3) The Need of Reformation. The Second Awakening, especially in the New Measures controversy, illustrates vividly the importance of theology. Theology determines methodology, whether it be in worship or service. The Second Awakening was a watershed between a predominantly Calvinistic Protestantism in America and a subsequently Arminian evangelicalism. [10] It was a watershed between a God-centered view of revival and evangelism and a man-centered one. Finney and his company believed that revivals could be promoted indefinitely until the world was converted and society was Christianized. A study of the history of revival proves this view to be wrong.

The need of our day is a true history of revival that this generation may again hunger and thirst for the mighty acts of our God.
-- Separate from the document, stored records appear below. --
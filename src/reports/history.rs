use chrono::NaiveDateTime;
use rust_decimal::Decimal;
use serde::Serialize;

use crate::portfolio::ValuationPoint;

/// One line of the valuation timeline export.
#[derive(Debug, Clone, PartialEq, Eq, Serialize)]
pub struct ValuationRow {
    #[serde(rename = "Timestamp", serialize_with = "serialize_timestamp")]
    pub timestamp: NaiveDateTime,
    #[serde(rename = "Cash")]
    pub cash: Decimal,
    #[serde(rename = "Assets")]
    pub assets: Decimal,
    #[serde(rename = "Total")]
    pub total: Decimal,
    #[serde(rename = "Deposits")]
    pub deposits: Decimal,
    #[serde(rename = "Gain_Percent")]
    pub gain_percent: Decimal,
}

pub fn valuation_rows(points: &[ValuationPoint]) -> Vec<ValuationRow> {
    points
        .iter()
        .map(|p| ValuationRow {
            timestamp: p.timestamp,
            cash: p.cash_value.round_dp(2),
            assets: p.assets_value().round_dp(2),
            total: p.total_value().round_dp(2),
            deposits: p.total_deposits.round_dp(2),
            gain_percent: p.gain_percent().round_dp(2),
        })
        .collect()
}

fn serialize_timestamp<S: serde::Serializer>(
    ts: &NaiveDateTime,
    serializer: S,
) -> Result<S::Ok, S::Error> {
    serializer.collect_str(&ts.format("%Y-%m-%d %H:%M:%S"))
}
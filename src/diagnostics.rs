//! Structured reporting of degraded or skipped input.
//!
//! Nothing in the reconstruction path fails the run for a single bad row or a
//! single unpriced asset. Those problems are recorded here instead, handed back
//! to the caller next to the best-effort result, and logged as they happen.

use rust_decimal::Decimal;
use serde::{Deserialize, Serialize};
use tracing::warn;

/// One degraded, skipped or assumed item.
#[derive(Debug, Clone, PartialEq, Eq, Serialize, Deserialize)]
#[serde(tag = "type", rename_all = "snake_case")]
pub enum Issue {
    /// A numeric field could not be parsed and was coerced to unknown.
    MalformedField {
        line: usize,
        field: String,
        raw: String,
    },
    /// A row was dropped entirely (e.g. unparsable timestamp).
    DroppedRow { line: usize, reason: String },
    /// A zero-value noise posting was filtered before classification.
    NoiseFiltered { line: usize },
    /// A traded product has no ticker mapping; it contributes zero value.
    MissingMapping { product: String },
    /// No usable price series for a mapped product.
    MissingMarketData {
        product: String,
        symbol: String,
        reason: String,
    },
    /// The FX series had no sample for some timestamps; the fallback rate was used.
    FxFallback { timestamp_count: usize, rate: Decimal },
    /// A foreign trade had no conversion leg, ledger rate or FX sample and was
    /// priced at the fallback rate.
    TradeFxFallback { line: usize, rate: Decimal },
    /// A held product had no price sample at or before some timestamps.
    UnpricedPoints { product: String, count: usize },
    /// A documented interpretation of ambiguous ledger semantics was applied.
    LedgerAssumption { note: String },
}

impl Issue {
    /// Ledger line of a row that was coerced or dropped while loading.
    pub fn malformed_line(&self) -> Option<usize> {
        match self {
            Issue::MalformedField { line, .. } | Issue::DroppedRow { line, .. } => Some(*line),
            _ => None,
        }
    }
}

/// Collector passed explicitly into the loading and valuation stages.
#[derive(Debug, Clone, Default, Serialize, Deserialize)]
pub struct Diagnostics {
    issues: Vec<Issue>,
}

impl Diagnostics {
    pub fn new() -> Self {
        Self::default()
    }

    pub fn record(&mut self, issue: Issue) {
        match &issue {
            Issue::MalformedField { line, field, raw } => {
                warn!(line, field = %field, raw = %raw, "unparsable field coerced to unknown");
            }
            Issue::DroppedRow { line, reason } => {
                warn!(line, reason = %reason, "ledger row dropped");
            }
            Issue::NoiseFiltered { line } => {
                tracing::debug!(line, "zero-value noise row filtered");
            }
            Issue::MissingMapping { product } => {
                warn!(product = %product, "no ticker mapping, valued at zero");
            }
            Issue::MissingMarketData {
                product,
                symbol,
                reason,
            } => {
                warn!(product = %product, symbol = %symbol, reason = %reason, "no market data, valued at zero");
            }
            Issue::FxFallback {
                timestamp_count,
                rate,
            } => {
                warn!(timestamp_count, rate = %rate, "FX series unavailable, using fallback rate (degraded precision)");
            }
            Issue::TradeFxFallback { line, rate } => {
                warn!(line, rate = %rate, "foreign trade priced at fallback rate (degraded precision)");
            }
            Issue::UnpricedPoints { product, count } => {
                warn!(product = %product, count, "no price sample at or before some timestamps");
            }
            Issue::LedgerAssumption { note } => {
                warn!(note = %note, "ledger assumption applied");
            }
        }
        self.issues.push(issue);
    }

    /// Record an issue only if an equal one is not already present.
    pub fn record_once(&mut self, issue: Issue) {
        if !self.issues.contains(&issue) {
            self.record(issue);
        }
    }

    pub fn issues(&self) -> &[Issue] {
        &self.issues
    }

    pub fn into_issues(self) -> Vec<Issue> {
        self.issues
    }

    pub fn is_empty(&self) -> bool {
        self.issues.is_empty()
    }

    /// Number of distinct ledger lines that were coerced or dropped.
    pub fn malformed_row_count(&self) -> usize {
        let mut lines: Vec<usize> = self
            .issues
            .iter()
            .filter_map(Issue::malformed_line)
            .collect();
        lines.sort_unstable();
        lines.dedup();
        lines.len()
    }
}

#[cfg(test)]
mod tests {
    use super::*;

    #[test]
    fn malformed_row_count_counts_lines_once() {
        let mut diagnostics = Diagnostics::new();
        diagnostics.record(Issue::MalformedField {
            line: 3,
            field: "amount".to_string(),
            raw: "abc".to_string(),
        });
        diagnostics.record(Issue::MalformedField {
            line: 3,
            field: "balance".to_string(),
            raw: "".to_string(),
        });
        diagnostics.record(Issue::DroppedRow {
            line: 7,
            reason: "bad date".to_string(),
        });
        diagnostics.record(Issue::MissingMapping {
            product: "ACME".to_string(),
        });

        assert_eq!(diagnostics.issues().len(), 4);
        assert_eq!(diagnostics.malformed_row_count(), 2);
    }

    #[test]
    fn record_once_skips_duplicates() {
        let mut diagnostics = Diagnostics::new();
        let issue = Issue::MissingMapping {
            product: "ACME".to_string(),
        };
        diagnostics.record_once(issue.clone());
        diagnostics.record_once(issue);
        assert_eq!(diagnostics.issues().len(), 1);
    }

    #[test]
    fn issue_serializes_with_type_tag() {
        let issue = Issue::NoiseFiltered { line: 4 };
        let json = serde_json::to_string(&issue).unwrap();
        assert_eq!(json, r#"{"type":"noise_filtered","line":4}"#);
    }
}
//! Tabular projections over the ledger and valuation results.

mod history;
mod orders;
mod positions;
mod transactions;

use std::io::Write;
use std::path::Path;

use anyhow::{Context, Result};
use serde::Serialize;

pub use history::{valuation_rows, ValuationRow};
pub use orders::{order_summary, OrderSummaryRow};
pub use positions::{position_history, PositionRow};
pub use transactions::{transactions_eod, TransactionKind, TransactionRow};

pub const CASH_TICKER: &str = "CASH";
pub const PORTFOLIO_TICKER: &str = "PORTFOLIO";
pub const UNMAPPED_TICKER: &str = "N/A";

/// Serialise rows as CSV with a header taken from the row type.
pub fn write_csv<T: Serialize, W: Write>(rows: &[T], writer: W) -> Result<()> {
    let mut csv = csv::Writer::from_writer(writer);
    for row in rows {
        csv.serialize(row).context("Failed to serialise report row")?;
    }
    csv.flush().context("Failed to flush report")?;
    Ok(())
}

pub fn write_csv_file<T: Serialize>(rows: &[T], path: &Path) -> Result<()> {
    if let Some(parent) = path.parent() {
        std::fs::create_dir_all(parent)
            .with_context(|| format!("Failed to create directory: {}", parent.display()))?;
    }
    let file = std::fs::File::create(path)
        .with_context(|| format!("Failed to create report: {}", path.display()))?;
    write_csv(rows, file)
}
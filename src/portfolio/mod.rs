mod models;
mod replay;
mod timeline;
mod valuation;

pub use models::{Position, ValuationPoint};
pub use replay::PositionReplay;
pub use timeline::{end_of_day_time, Granularity, Timeline, DEFAULT_INTRADAY_HOURS};
pub use valuation::{ValuationAggregator, DEFAULT_FX_RATE};
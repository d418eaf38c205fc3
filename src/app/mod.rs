mod config;
mod portfolio;
mod types;

pub use config::config_output;
pub use portfolio::{
    build_timeline, fetch_market_data, load_inputs, load_ledger, load_tickers, market_source,
    order_report, portfolio_history, position_report, transaction_report, RunInputs,
};
pub use types::{HistoryOutput, HistorySummary, ReportOutput};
It also needs a return to the historic doctrines of the Reformation, the doctrine of sovereign, saving grace. The same principles apply in the saving of one sinner or a thousand sinners in a spiritual awakening. God must do the saving and the reviving. The late Peter Connolly taught me as a student long ago: “God is sovereign in revival, but it never comes to passive waiting.” May we commit ourselves to reformation according to the Word of God and prayer to the God of revival!

About the Author

Dr. Robert H. Lescelius is academic dean of Georgia College and Theological Seminary in College Park, Georgia. He has contributed to Reformation & Revival Journal on several occasions, and is the author of Spirit Directed Life and Lordship Salvation: Some Crucial Questions and Answers.

Endnotes
  1. Mark A. Noll, A History of Christianity in the United States (Grand Rapids, Michigan: Eerdmans, 1992), 166.
  2. Earle Cairns, An Endless Line of Splendor: Revivals and Their Leaders from the Great Awakening to the Present (Wheaton, Illinois: Tyndale, 1986).
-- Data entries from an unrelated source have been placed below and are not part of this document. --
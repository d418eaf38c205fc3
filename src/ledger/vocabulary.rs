use serde::{Deserialize, Serialize};

/// Description keywords used to normalise and classify ledger lines.
///
/// Defaults match the Dutch-language DEGIRO account export. Verb tokens are
/// matched case-sensitively on word boundaries; every other keyword is a
/// case-insensitive substring match.
#[derive(Debug, Clone, PartialEq, Eq, Serialize, Deserialize)]
#[serde(default)]
pub struct Vocabulary {
    pub buy_verbs: Vec<String>,
    pub sell_verbs: Vec<String>,
    pub deposit_keywords: Vec<String>,
    pub withdrawal_keywords: Vec<String>,
    /// Internal transfers and money-market sweeps. Excluded from the cash lookup.
    pub transfer_keywords: Vec<String>,
    pub fee_keywords: Vec<String>,
    pub tax_keywords: Vec<String>,
    /// Currency-conversion legs.
    pub conversion_keywords: Vec<String>,
    /// Exact descriptions whose zero-amount postings are dropped while loading.
    pub noise_descriptions: Vec<String>,
}

impl Default for Vocabulary {
    fn default() -> Self {
        Self {
            buy_verbs: strings(&["Koop"]),
            sell_verbs: strings(&["Verkoop"]),
            deposit_keywords: strings(&["deposit"]),
            withdrawal_keywords: strings(&["withdraw", "terugstorting"]),
            transfer_keywords: strings(&["Overboeking", "Degiro Cash Sweep Transfer"]),
            fee_keywords: strings(&["DEGIRO Transactiekosten", "Transactiekosten"]),
            tax_keywords: strings(&["Transactiebelasting"]),
            conversion_keywords: strings(&["Valuta Creditering", "Valuta Debitering"]),
            noise_descriptions: strings(&["Flatex Interest Income"]),
        }
    }
}

impl Vocabulary {
    pub fn is_transfer(&self, description: &str) -> bool {
        contains_any(description, &self.transfer_keywords)
    }

    pub fn is_deposit(&self, description: &str) -> bool {
        contains_any(description, &self.deposit_keywords)
    }

    pub fn is_withdrawal(&self, description: &str) -> bool {
        contains_any(description, &self.withdrawal_keywords)
    }

    pub fn is_fee(&self, description: &str) -> bool {
        contains_any(description, &self.fee_keywords)
    }

    pub fn is_tax(&self, description: &str) -> bool {
        contains_any(description, &self.tax_keywords)
    }

    pub fn is_conversion(&self, description: &str) -> bool {
        contains_any(description, &self.conversion_keywords)
    }

    pub fn is_noise_description(&self, description: &str) -> bool {
        self.noise_descriptions
            .iter()
            .any(|d| d.trim() == description.trim())
    }
}

fn strings(values: &[&str]) -> Vec<String> {
    values.iter().map(|s| s.to_string()).collect()
}

fn contains_any(haystack: &str, needles: &[String]) -> bool {
    let haystack = haystack.to_lowercase();
    needles
        .iter()
        .filter(|n| !n.is_empty())
        .any(|n| haystack.contains(&n.to_lowercase()))
}
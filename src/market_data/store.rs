use std::collections::HashMap;

use anyhow::Result;

use super::{DateRange, SeriesKey, TimeSeries};

/// Run-scoped cache of fetched series.
#[async_trait::async_trait]
pub trait MarketDataStore: Send + Sync {
    async fn get_series(&self, key: &SeriesKey, range: DateRange) -> Result<Option<TimeSeries>>;

    async fn put_series(&self, key: &SeriesKey, range: DateRange, series: &TimeSeries)
        -> Result<()>;
}

#[derive(Default)]
pub struct MemoryMarketDataStore {
    series: tokio::sync::Mutex<HashMap<(SeriesKey, DateRange), TimeSeries>>,
}

impl MemoryMarketDataStore {
    pub fn new() -> Self {
        Self::default()
    }
}

#[async_trait::async_trait]
impl MarketDataStore for MemoryMarketDataStore {
    async fn get_series(&self, key: &SeriesKey, range: DateRange) -> Result<Option<TimeSeries>> {
        let series = self.series.lock().await;
        Ok(series.get(&(key.clone(), range)).cloned())
    }

    async fn put_series(
        &self,
        key: &SeriesKey,
        range: DateRange,
        series: &TimeSeries,
    ) -> Result<()> {
        let mut store = self.series.lock().await;
        store.insert((key.clone(), range), series.clone());
        Ok(())
    }
}

#[cfg(test)]
mod tests {
    use super::*;
    use chrono::NaiveDate;
    use rust_decimal_macros::dec;

    #[tokio::test]
    async fn memory_store_is_keyed_by_series_and_range() -> Result<()> {
        let store = MemoryMarketDataStore::new();
        let jan = DateRange::new(
            NaiveDate::from_ymd_opt(2024, 1, 1).unwrap(),
            NaiveDate::from_ymd_opt(2024, 1, 31).unwrap(),
        );
        let feb = DateRange::new(
            NaiveDate::from_ymd_opt(2024, 2, 1).unwrap(),
            NaiveDate::from_ymd_opt(2024, 2, 29).unwrap(),
        );
        let key = SeriesKey::Price {
            symbol: "AAPL".to_string(),
        };
        let series = TimeSeries::new(vec![(jan.start, dec!(185))]).unwrap();

        store.put_series(&key, jan, &series).await?;

        assert_eq!(store.get_series(&key, jan).await?, Some(series));
        assert_eq!(store.get_series(&key, feb).await?, None);
        assert_eq!(
            store
                .get_series(
                    &SeriesKey::Price {
                        symbol: "MSFT".to_string()
                    },
                    jan
                )
                .await?,
            None
        );
        Ok(())
    }
}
  3. J. Edwin Orr, The Eager Feet (Chicago: Moody, 1975).
  4. Cited by lain Murray, Revival and Revivalism: The Making and Marring of American Evangelicalism, 1750–1858 (Edinburgh: The Banner of Truth Trust, 1994), 130.
  5. Ibid., 130.
  6. Ibid., 247. Murray’s book is an excellent work, documenting the historical development and theological issues involved in the shift from the old view of revival to the new revivalism.
  7. For a study of New Haven Theology, the following articles are suggested: Earl A. Pope, “The Rise of New Haven Theology,” Journal of Presbyterian History 44 (1966), 22–44; John D. Hannah, “The Doctrine of Sin in Postrevolutionary America,” Bibliotheca Sacra 134 (July-Sept., 1977), 328–56; David F. Wells, “The Collision of Views of the Atonement, Part 3,” Bibliotheca Sacra 144 (Jan.-March, 1987), 363–76; Sydney E. Ahlstrom, “The Scottish Philosophy and American Theology,” Church History 24 (1955), 257–69.
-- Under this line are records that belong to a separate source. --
use chrono::{Local, NaiveDate, NaiveDateTime};

/// Abstraction over "current time" so timelines that run up to today are
/// deterministic in tests.
///
/// Ledger timestamps are exchange-local wall-clock times, so the clock reports
/// naive local time as well.
pub trait Clock: Send + Sync {
    fn now(&self) -> NaiveDateTime;

    fn today(&self) -> NaiveDate {
        self.now().date()
    }
}

#[derive(Debug, Clone, Default)]
pub struct SystemClock;

impl Clock for SystemClock {
    fn now(&self) -> NaiveDateTime {
        Local::now().naive_local()
    }
}

#[derive(Debug, Clone)]
pub struct FixedClock {
    now: NaiveDateTime,
}

impl FixedClock {
    pub fn new(now: NaiveDateTime) -> Self {
        Self { now }
    }

    pub fn at_date(date: NaiveDate) -> Self {
        Self {
            now: date.and_time(chrono::NaiveTime::MIN),
        }
    }
}

impl Clock for FixedClock {
    fn now(&self) -> NaiveDateTime {
        self.now
    }
}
  8. See the following articles for a discussion of the theology of Charles G. Finney: James E. Johnson, “Charles G. Finney and a Theology of Revival,” Church History 38 (1969), 338–58; Leonard I. Sweet, “The View of Man in New Measures Revivalism,” Church History 45 (1976), 206–21; Jay E. Smith, “The Theology of Charles G. Finney: A System of Self-Reformation,” Trinity Journal 13NS (1992), 61–93. The latter is an excellent article.
  9. See John Opie, “Finney’s Failure of Nerve: The Ultimate Demise of Evangelical Theology,” Journal of Presbyterian History 51 (1973), 155–73; and James E. Johnson, “Charles G. Finney and Oberlin Perfectionism, Parts 1 and 2, ” Journal of Presbyterian History 46 (1968), 42–57, 128–38. Sweet writes: “In a sense, perfectionism represented both the success and failure of new measures evangelism. Skillful at virtually coercing conversions, new measures revivalism failed to retain converts once the revival fervor diminished” (“The View of Man”), 219.
  10. Melvin L. Vulgamore, “Charles G. Finney: Catalyst in the Dissolution of American Calvinism,” Reformed Journal 17 (June 1964), 33–42.